I refuse to look up any Vertigo information and where is coming from, since it overwhelms me .It makes me feel hopeless, but curiosity killed the cat and so I am here in this site reading all of your stories and I want to give thanks to the creator of this site
I have being suffering episodes of vertigo for about 4 months now but until six weeks they have gotten very strong. My symptoms are more like I am on a boat and I can’t keep my balance when I am up on my feet and specially when I am on like that 3rd floor of a building (scary) since is something very new for me .I am still in process of accepting the condition. I am a 27 year old married with two children (tears) and I feel like it has taken A LOT of my life (tears) . It really has affected me emotionally because until this day they still can’t find where this is coming from. About six weeks ago I started with fevers and for about 3 weeks I had about seven fevers, so I was given antibiotics for bacteria that the dr’s thought I had in body, so far the fever are no longer around (THANK GOD!) And for the vertigo they gave me Meclizine which makes me drowsy and since I have a 6 yr old daughter and a 8month old baby full of energy, I want to be very awake to be around them. so I stop taking Meclizine.
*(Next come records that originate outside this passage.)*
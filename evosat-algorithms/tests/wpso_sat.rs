use evosat_algorithms::satisfiability::wpso_sat::{
    flip_gain, local_search, sigmoid, solve_challenge, GlobalBest, Hyperparameters, Occurrences,
    PositionUpdate, WpsoSearch,
};
use evosat_algorithms::seeded_rng;
use evosat_challenges::satisfiability::{clause_satisfied, weighted_score, Challenge, Difficulty};
use proptest::prelude::*;
use serde_json::json;

fn unsatisfiable_core() -> Challenge {
    Challenge::new(2, vec![vec![1, 2], vec![-1, 2], vec![1, -2], vec![-1, -2]], None).unwrap()
}

fn small_params() -> Hyperparameters {
    Hyperparameters {
        num_particles: 5,
        max_iteration: 20,
        ..Hyperparameters::default()
    }
}

#[test]
fn test_unsatisfiable_core_reports_three() {
    let challenge = unsatisfiable_core();
    let outcome = WpsoSearch::new(&challenge, small_params(), seeded_rng(1))
        .unwrap()
        .run();
    assert_eq!(outcome.num_satisfied, 3);
    assert!(!outcome.satisfied);
    assert_eq!(outcome.iterations, 20);
}

#[test]
fn test_flight_on_unsatisfiable_core() {
    let challenge = unsatisfiable_core();
    let params = Hyperparameters {
        position_update: PositionUpdate::Flight,
        ..small_params()
    };
    let outcome = WpsoSearch::new(&challenge, params, seeded_rng(2))
        .unwrap()
        .run();
    assert_eq!(outcome.num_satisfied, 3);
    assert!(!outcome.satisfied);
    assert_eq!(outcome.iterations, 20);
}

#[test]
fn test_trivial_instance() {
    let challenge = Challenge::new(1, vec![vec![1]], None).unwrap();
    let outcome = solve_challenge(&challenge, &None, 0).unwrap();
    assert!(outcome.satisfied);
    assert_eq!(outcome.solution.variables, vec![true]);
    assert_eq!(outcome.num_satisfied, 1);
    assert!(outcome.iterations <= 1);
}

#[test]
fn test_independent_clauses() {
    let challenge = Challenge::new(3, vec![vec![1], vec![2], vec![3]], None).unwrap();
    let outcome = solve_challenge(&challenge, &None, 3).unwrap();
    assert!(outcome.satisfied);
    assert_eq!(outcome.solution.variables, vec![true, true, true]);
    assert_eq!(outcome.num_satisfied, 3);
    assert!(outcome.iterations <= 1);
}

#[test]
fn test_empty_formulas_finish_immediately() {
    for challenge in [
        Challenge::new(0, vec![], None).unwrap(),
        Challenge::new(4, vec![], None).unwrap(),
    ] {
        let outcome = solve_challenge(&challenge, &None, 0).unwrap();
        assert!(outcome.satisfied);
        assert_eq!(outcome.iterations, 0);
        assert_eq!(outcome.num_satisfied, 0);
    }
}

#[test]
fn test_clause_weights_grow_on_unsatisfied_clauses() {
    let challenge = unsatisfiable_core();
    let mut search = WpsoSearch::new(&challenge, small_params(), seeded_rng(7)).unwrap();
    assert_eq!(search.weights().as_slice(), &[1.0; 4]);
    for _ in 0..10 {
        let before = search.weights().as_slice().to_vec();
        search.step();
        let after = search.weights().as_slice();
        let best = &search.global_best().variables;
        for (idx, clause) in challenge.clauses().iter().enumerate() {
            let expected = if clause_satisfied(clause, best) { 0.0 } else { 1.0 };
            assert_eq!(after[idx] - before[idx], expected);
        }
    }
    // exactly one clause is unsatisfied per iteration
    assert_eq!(search.weights().as_slice().iter().sum::<f64>(), 14.0);
}

#[test]
fn test_global_best_never_decreases() {
    let challenge = Challenge::generate_instance(
        5,
        &Difficulty {
            num_variables: 30,
            clauses_to_variables_percent: 500,
        },
    )
    .unwrap();
    let mut search = WpsoSearch::new(&challenge, small_params(), seeded_rng(5)).unwrap();
    let mut previous = search.global_best().fitness;
    while !search.is_finished() {
        search.step();
        assert!(search.global_best().fitness >= previous);
        previous = search.global_best().fitness;
    }
}

#[test]
fn test_global_best_keeps_first_of_equals() {
    let mut best = GlobalBest {
        variables: vec![false, false],
        fitness: 1.0,
    };
    assert!(!best.offer(&[true, false], 1.0));
    assert!(best.offer(&[true, false], 2.0));
    assert!(!best.offer(&[true, true], 2.0));
    assert_eq!(best.variables, vec![true, false]);
    assert!(!best.offer(&[false, true], 0.5));
    assert_eq!(best.fitness, 2.0);
}

#[test]
fn test_same_seed_same_result() {
    let challenge = Challenge::generate_instance(
        2,
        &Difficulty {
            num_variables: 40,
            clauses_to_variables_percent: 426,
        },
    )
    .unwrap();
    let hyperparameters = json!({"max_iteration": 10, "num_particles": 4})
        .as_object()
        .cloned();
    let a = solve_challenge(&challenge, &hyperparameters, 17).unwrap();
    let b = solve_challenge(&challenge, &hyperparameters, 17).unwrap();
    assert_eq!(a, b);
}

#[test]
fn test_sigmoid_is_stable() {
    assert_eq!(sigmoid(0.0), 0.5);
    assert_eq!(sigmoid(1e308), 1.0);
    assert_eq!(sigmoid(-1e308), 0.0);
    assert_eq!(sigmoid(f64::INFINITY), 1.0);
    assert_eq!(sigmoid(f64::NEG_INFINITY), 0.0);
    for v in [-800.0, -30.0, -1.0, 1.0, 30.0, 800.0] {
        let p = sigmoid(v);
        assert!(p.is_finite() && (0.0..=1.0).contains(&p));
        assert!((sigmoid(v) + sigmoid(-v) - 1.0).abs() < 1e-12);
    }
}

#[test]
fn test_local_search_respects_max_flip() {
    let challenge = Challenge::new(3, vec![vec![1], vec![2], vec![3]], None).unwrap();
    let occurrences = Occurrences::new(&challenge);
    let weights = vec![1.0; 3];

    let mut variables = vec![false; 3];
    let flips = local_search(challenge.clauses(), &weights, &occurrences, &mut variables, 0);
    assert_eq!(flips, 0);
    assert_eq!(variables, vec![false; 3]);

    // a started sweep runs to the end even when it passes the budget
    let flips = local_search(challenge.clauses(), &weights, &occurrences, &mut variables, 2);
    assert_eq!(flips, 3);
    assert_eq!(variables, vec![true; 3]);

    let mut variables = vec![false; 3];
    let flips = local_search(challenge.clauses(), &weights, &occurrences, &mut variables, 4);
    assert_eq!(flips, 6);
    assert_eq!(variables, vec![true; 3]);

    let mut variables = vec![false; 3];
    let flips = local_search(challenge.clauses(), &weights, &occurrences, &mut variables, 30000);
    assert_eq!(flips, 6);
    assert_eq!(variables, vec![true; 3]);
}

#[test]
fn test_hyperparameters() {
    assert_eq!(
        Hyperparameters::from_map(&None).unwrap(),
        Hyperparameters::default()
    );
    let params = Hyperparameters::from_map(
        &json!({"c1": 2.0, "position_update": "flight"})
            .as_object()
            .cloned(),
    )
    .unwrap();
    assert_eq!(params.c1, 2.0);
    assert_eq!(params.c2, 2.1);
    assert_eq!(params.position_update, PositionUpdate::Flight);
    assert!(Hyperparameters::from_map(&json!({"num_particles": 0}).as_object().cloned()).is_err());
    assert!(Hyperparameters::from_map(&json!({"w": "fast"}).as_object().cloned()).is_err());
}

fn weighted_formula() -> impl Strategy<Value = (Challenge, Vec<f64>, Vec<bool>)> {
    (1usize..10).prop_flat_map(|n| {
        let literal = (1..=n as i32, any::<bool>()).prop_map(|(v, neg)| if neg { -v } else { v });
        prop::collection::vec(prop::collection::vec(literal, 1..4), 0..25).prop_flat_map(
            move |clauses| {
                let m = clauses.len();
                (
                    Just(Challenge::new(n, clauses, None).unwrap()),
                    prop::collection::vec((1u32..6).prop_map(f64::from), m),
                    prop::collection::vec(any::<bool>(), n),
                )
            },
        )
    })
}

proptest! {
    #[test]
    fn local_search_never_lowers_fitness(
        (challenge, weights, mut variables) in weighted_formula(),
        max_flip in 0usize..60,
    ) {
        let occurrences = Occurrences::new(&challenge);
        let before = weighted_score(challenge.clauses(), &weights, &variables);
        local_search(challenge.clauses(), &weights, &occurrences, &mut variables, max_flip);
        let after = weighted_score(challenge.clauses(), &weights, &variables);
        prop_assert!(after >= before);
    }

    #[test]
    fn flip_gain_matches_full_rescore(
        (challenge, weights, mut variables) in weighted_formula(),
        var_seed in any::<usize>(),
    ) {
        let occurrences = Occurrences::new(&challenge);
        let var_idx = var_seed % challenge.num_variables();
        let before = weighted_score(challenge.clauses(), &weights, &variables);
        let gain = flip_gain(challenge.clauses(), &weights, &occurrences, &mut variables, var_idx);
        let after = weighted_score(challenge.clauses(), &weights, &variables);
        prop_assert_eq!(gain, after - before);
    }
}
So at this time of my life I am PRAYING and hoping this is only a nightmare and I wish it can go away soon. At least 3 times in the past month I had to leave from events like birthday parties and family gatherings, because I start feeling that vertigo and I get like very panic when I get the episodes and I think that just makes me more unbalance. The way I explain people how I feel is like being drunk but without the alcohol (and not that I am a big drinker, but I know the feeling) all I can say is that I hope god gives me the serenity to accept this condition and learn how to live with it incase it plans to be around for long, I really am hoping, praying and wishing it GOES AWAY SOON !!. My ears also tend to get like clogged as if I was driving on a mountain and sometimes feel very drained when I get the vertigo. All my blood test came back normal and so my only concern are my ears. Two dr’s that saw me say that they do not see an infection in my ear the only thing they see is that my ear is a little congested so now I am taking flonase for my allergies, because they tell me that the reason I am getting Vertigo is because of my sinus. So at this point I am just going for what the dr’s say.
And for all those others that are in here I will also pray for you too,Because I know exactly how you guys feel when vertigo strikes especially if you are a wife and a mom.